Viscount Kyōgoku Takatomi (京極 高富), was the 11th daimyō of Mineyama Domain, Tango Province, Japan during the Bakumatsu period.

==Biography==
Kyōgoku Takatomi was the eldest son of Kyōgoku Takakage, the 10th daimyō of Mineyama. His childhood name was Keijirō. His wife was a daughter of Inagaki Nagakata of Toba Domain. In 1849, he became daimyō on the retirement of his father and received the courtesy title of Bitchū-no-kami, which he later changed to Suo-no-kami. In 1857, he was appointed an Obangashira, and in 1861 took part in campaigns to suppress the Tenchūgumi and other pro-sonnō jōi movements. In 1866 he rose to the position of wakadoshiyori under Shogun Tokugawa Iemochi and during the Second Chōshū expedition was ordered to lead the Tokugawa army across Shikoku and to attack Chōshū Domain from the seaward approaches. He advanced as far as Matsuyama in Iyo Province when the expedition was called off. The following year, he returned home to oversee the military preparations of his own domain, but was soon called upon by the Shogunate to oversee Army affairs at the end of October 1867, followed by the position of Kaigun bugyō overseeing Naval affairs from early December. He resigned his positions in February 1868 and attempted the change allegiance to the new Meiji government. The Meiji authorities were initially suspicious and rejected his offer, but seeing that his adopted son, Kyōgoku Takanobu had already pledged fealty to Emperor Meiji and had sent troops in support of the imperial armies, his petition was eventually granted.
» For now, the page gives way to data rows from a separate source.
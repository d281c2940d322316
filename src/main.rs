//! The leakhound daemon.
//!
//! Wires the pipeline together — state store, notification router,
//! analyzer dispatcher, scan manager — then parks in a signal loop:
//! SIGHUP reloads the configuration in place, SIGINT/SIGTERM shut the
//! components down in reverse start order.

use std::io::{Read, Write};
use std::net::TcpListener;
use std::path::{Path, PathBuf};
use std::sync::Arc;
use std::thread::JoinHandle;
use std::time::Duration;

use anyhow::{Context, Result};
use chrono::Utc;
use clap::Parser;
use crossbeam_channel::{bounded, select, tick};
use signal_hook::consts::{SIGHUP, SIGINT, SIGTERM};
use signal_hook::iterator::Signals;
use tracing::{error, info};
use tracing_subscriber::EnvFilter;

use leakhound::analyzer::{AnalyzerDispatcher, StatsProbe};
use leakhound::config::{Config, Logging};
use leakhound::duration::pretty_duration;
use leakhound::metrics::MetricsRegistry;
use leakhound::model::{Diff, Leak, VulnerableDependency};
use leakhound::router::Router;
use leakhound::scanmanager::{ScanManager, ScanProbe};
use leakhound::shutdown::{Shutdown, ShutdownSignal};
use leakhound::state::{FileStateStore, StateManager};

/// Capacity of the scan-manager → analyzer diff channel. Bounded so a slow
/// analyzer stalls the commit walker instead of growing memory.
const DIFF_BUFFER: usize = 100;
const STATUS_INTERVAL: Duration = Duration::from_secs(10);
const DIAGNOSTICS_ADDR: &str = "0.0.0.0:6060";

/// Background scanner hunting leaked secrets and vulnerable dependencies
/// in git history.
#[derive(Parser)]
#[command(name = "leakhound")]
#[command(version, about)]
struct Cli {
    /// Config file location
    #[arg(long, default_value = "config.yml")]
    config: PathBuf,

    /// Refresh scan state for all repositories without emitting findings,
    /// then exit
    #[arg(long)]
    skip_scan: bool,

    /// Print a default config skeleton to stdout and exit
    #[arg(long)]
    default_config: bool,

    /// Expose a diagnostic HTTP endpoint on :6060
    #[arg(long)]
    pprof: bool,
}

fn main() -> Result<()> {
    let cli = Cli::parse();

    if cli.default_config {
        let skeleton = Config::default_skeleton()
            .to_yaml()
            .context("cannot render default config")?;
        print!("{skeleton}");
        return Ok(());
    }

    let config = Config::load(&cli.config)
        .with_context(|| format!("failed to load config {}", cli.config.display()))?;
    let _log_guard = init_logging(&config.logging)?;

    let state = Arc::new(
        FileStateStore::start(PathBuf::from(&config.common.state_file))
            .context("cannot start state store")?,
    );

    let (diff_tx, diff_rx) = bounded::<Arc<Diff>>(DIFF_BUFFER);
    let (leak_tx, leak_rx) = bounded::<Leak>(1);
    let (vulns_tx, vulns_rx) = bounded::<VulnerableDependency>(1);

    if cli.skip_scan {
        info!("dry run: refreshing scan state without scanning");
        let scan_manager =
            ScanManager::new(config, diff_tx, Arc::clone(&state) as Arc<dyn StateManager>);
        scan_manager.dry_run();
        scan_manager.stop();
        state.stop();
        return Ok(());
    }

    let metrics = MetricsRegistry::start(&config.metrics);

    let router =
        Router::start(&config, leak_rx, vulns_rx).context("cannot start notification router")?;

    let dispatcher = AnalyzerDispatcher::start(&config, diff_rx, leak_tx, vulns_tx, &metrics)
        .context("cannot start analyzer dispatcher")?;

    let mut scan_manager = ScanManager::new(
        config,
        diff_tx,
        Arc::clone(&state) as Arc<dyn StateManager>,
    );
    scan_manager.spawn_driver();

    let mut ticker_shutdown = Shutdown::new();
    let ticker = spawn_status_ticker(
        scan_manager.probe(),
        dispatcher.probe(),
        ticker_shutdown.subscribe(),
    );

    if cli.pprof {
        spawn_diagnostics_listener(scan_manager.probe(), dispatcher.probe());
    }

    info!(version = env!("CARGO_PKG_VERSION"), "started");

    let mut signals =
        Signals::new([SIGINT, SIGTERM, SIGHUP]).context("cannot install signal handlers")?;
    for signal in signals.forever() {
        info!(signal, "received signal");
        if signal != SIGHUP {
            break;
        }
        match Config::load(&cli.config) {
            Ok(new_config) => {
                if let Err(err) = dispatcher.update(&new_config) {
                    error!(error = %err, "cannot compile new rules; keeping previous set");
                    continue;
                }
                scan_manager.set_config(new_config);
                info!("settings reloaded");
            }
            Err(err) => error!(error = %err, "cannot reload config"),
        }
    }

    ticker_shutdown.signal();
    let _ = ticker.join();

    // Reverse start order: the scan manager's exit closes the diff
    // channel, draining each downstream stage before it is stopped.
    scan_manager.stop();
    dispatcher.stop();
    router.stop();
    state.stop();
    metrics.stop();

    info!("stopped");
    Ok(())
}

// ---------------------------------------------------------------------------
// Logging
// ---------------------------------------------------------------------------

fn init_logging(config: &Logging) -> Result<Option<tracing_appender::non_blocking::WorkerGuard>> {
    let level = config
        .level_filter()
        .map_err(|reason| anyhow::anyhow!(reason))?;
    let filter = EnvFilter::try_from_default_env().unwrap_or_else(|_| EnvFilter::new(level));

    if config.file.is_empty() {
        tracing_subscriber::fmt().with_env_filter(filter).init();
        return Ok(None);
    }

    let path = Path::new(&config.file);
    let dir = path
        .parent()
        .filter(|p| !p.as_os_str().is_empty())
        .unwrap_or_else(|| Path::new("."));
    let name = path
        .file_name()
        .map_or_else(|| "leakhound.log".to_owned(), |n| n.to_string_lossy().into_owned());
    let appender = tracing_appender::rolling::daily(dir, name);
    let (writer, guard) = tracing_appender::non_blocking(appender);
    tracing_subscriber::fmt()
        .json()
        .with_env_filter(filter)
        .with_writer(writer)
        .with_ansi(false)
        .init();
    Ok(Some(guard))
}

// ---------------------------------------------------------------------------
// Status ticker
// ---------------------------------------------------------------------------

fn spawn_status_ticker(
    scan: ScanProbe,
    stats: StatsProbe,
    dying: ShutdownSignal,
) -> JoinHandle<()> {
    std::thread::spawn(move || {
        let ticker = tick(STATUS_INTERVAL);
        loop {
            select! {
                recv(dying.receiver()) -> _ => return,
                recv(ticker) -> _ => {
                    let Some(repo) = scan.current() else { continue };
                    let repo_stats = stats.status(&repo.location.url);
                    let elapsed = repo
                        .scan
                        .start_time
                        .and_then(|start| (Utc::now() - start).to_std().ok())
                        .unwrap_or_default();
                    info!(
                        repo = %repo.location.url,
                        leaks = repo_stats.leaks_found,
                        leaks_filtered = repo_stats.leaks_filtered,
                        duration = %pretty_duration(elapsed),
                        "scanning"
                    );
                }
            }
        }
    })
}

// ---------------------------------------------------------------------------
// Diagnostics
// ---------------------------------------------------------------------------

/// Minimal HTTP endpoint reporting the in-flight scan; detached, lives for
/// the process.
fn spawn_diagnostics_listener(scan: ScanProbe, stats: StatsProbe) {
    std::thread::spawn(move || {
        let listener = match TcpListener::bind(DIAGNOSTICS_ADDR) {
            Ok(listener) => listener,
            Err(err) => {
                error!(error = %err, addr = DIAGNOSTICS_ADDR, "cannot start diagnostics listener");
                return;
            }
        };
        info!(addr = DIAGNOSTICS_ADDR, "diagnostics listening");
        for stream in listener.incoming() {
            let Ok(mut stream) = stream else { continue };
            let mut request = [0u8; 1024];
            let _ = stream.read(&mut request);
            let body = match scan.current() {
                Some(repo) => {
                    let repo_stats = stats.status(&repo.location.url);
                    serde_json::json!({
                        "status": "scanning",
                        "repo": repo.location.url,
                        "leaks_found": repo_stats.leaks_found,
                        "leaks_filtered": repo_stats.leaks_filtered,
                        "vulnerabilities_found": repo_stats.vulnerabilities_found,
                    })
                    .to_string()
                }
                None => serde_json::json!({ "status": "idle" }).to_string(),
            };
            let response = format!(
                "HTTP/1.1 200 OK\r\nContent-Type: application/json\r\n\
                 Content-Length: {}\r\nConnection: close\r\n\r\n{body}",
                body.len()
            );
            let _ = stream.write_all(response.as_bytes());
        }
    });
}
//! Leak pattern and filter compilation.

use std::path::Path;

use regex::Regex;

use super::MatchError;
use crate::config::PatternRule;

/// A compiled leak pattern (or filter — same shape, inverse effect).
#[derive(Debug)]
pub struct Pattern {
    pub name: String,
    /// Matched against `repo_url + "/" + file_path`.
    pub file_re: Regex,
    /// Matched against each added line.
    pub content_re: Regex,
    /// Optional entropy gate.
    pub entropies: Option<Entropies>,
}

/// Minimum entropies a matching line must clear. A zero threshold is
/// disabled; with both disabled the gate is inert.
#[derive(Clone, Copy, Debug)]
pub struct Entropies {
    pub word_min: f64,
    pub line_min: f64,
}

/// Compile one regex source. Empty or `"*"` compiles to the universal
/// match.
///
/// # Errors
/// [`MatchError::BadRegex`] carrying the operator's source text.
pub fn compile_regex(source: &str) -> Result<Regex, MatchError> {
    let effective = if source.is_empty() || source == "*" {
        ".*"
    } else {
        source
    };
    Regex::new(effective).map_err(|e| MatchError::BadRegex {
        source_text: source.to_owned(),
        reason: e.to_string(),
    })
}

/// Compile a list of configured rules.
///
/// # Errors
/// The first regex that fails to compile.
pub fn compile_patterns(rules: &[PatternRule]) -> Result<Vec<Pattern>, MatchError> {
    rules
        .iter()
        .map(|rule| {
            Ok(Pattern {
                name: rule.name.clone(),
                file_re: compile_regex(&rule.file)?,
                content_re: compile_regex(&rule.content)?,
                entropies: rule.entropies.map(|e| Entropies {
                    word_min: e.word_min,
                    line_min: e.line_min,
                }),
            })
        })
        .collect()
}

/// Load and compile every YAML file matched by `glob_pattern`. Each file is
/// a YAML sequence of pattern rules.
///
/// # Errors
/// Glob, I/O, YAML, or regex failures — the load is all-or-nothing.
pub fn load_patterns_glob(glob_pattern: &str) -> Result<Vec<Pattern>, MatchError> {
    let entries = glob::glob(glob_pattern).map_err(|e| MatchError::BadGlob {
        glob: glob_pattern.to_owned(),
        reason: e.to_string(),
    })?;
    let mut out = Vec::new();
    for entry in entries.flatten() {
        out.extend(load_patterns_file(&entry)?);
    }
    Ok(out)
}

fn load_patterns_file(path: &Path) -> Result<Vec<Pattern>, MatchError> {
    let raw = std::fs::read_to_string(path).map_err(|source| MatchError::Read {
        path: path.to_path_buf(),
        source,
    })?;
    let rules: Vec<PatternRule> =
        serde_yaml::from_str(&raw).map_err(|source| MatchError::Parse {
            path: path.to_path_buf(),
            source,
        })?;
    compile_patterns(&rules)
}
//! The generic diff-worker loop shared by the leak and dependency stages.

use std::sync::Arc;

use crossbeam_channel::{select, Receiver};

use crate::model::Diff;

/// Per-diff analysis logic plugged into [`run_diff_worker`].
pub(crate) trait DiffAnalyzer {
    fn analyze(&mut self, diff: &Arc<Diff>);
}

/// Drain `rx`, handing each diff to `analyzer`, until shutdown or channel
/// close.
pub(crate) fn run_diff_worker<A: DiffAnalyzer>(
    rx: &Receiver<Arc<Diff>>,
    dying: &Receiver<()>,
    mut analyzer: A,
) {
    loop {
        select! {
            recv(dying) -> _ => return,
            recv(rx) -> diff => match diff {
                Ok(diff) => analyzer.analyze(&diff),
                Err(_) => return,
            },
        }
    }
}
However, a few months later, complaining of chest pains, he retired from public life and returned to his domains. In 1875, after the retirement of his adopted son, he resumed chieftainship of the clan. He was given the kazoku peerage title of shishaku (viscount) in 1884.

He died on February 9, 1889, at the age of 55 and his grave is at the Buddhist temple of Joryu-ji in Yoshiwara, Mineyama-chō, Kyōtango city, Kyoto.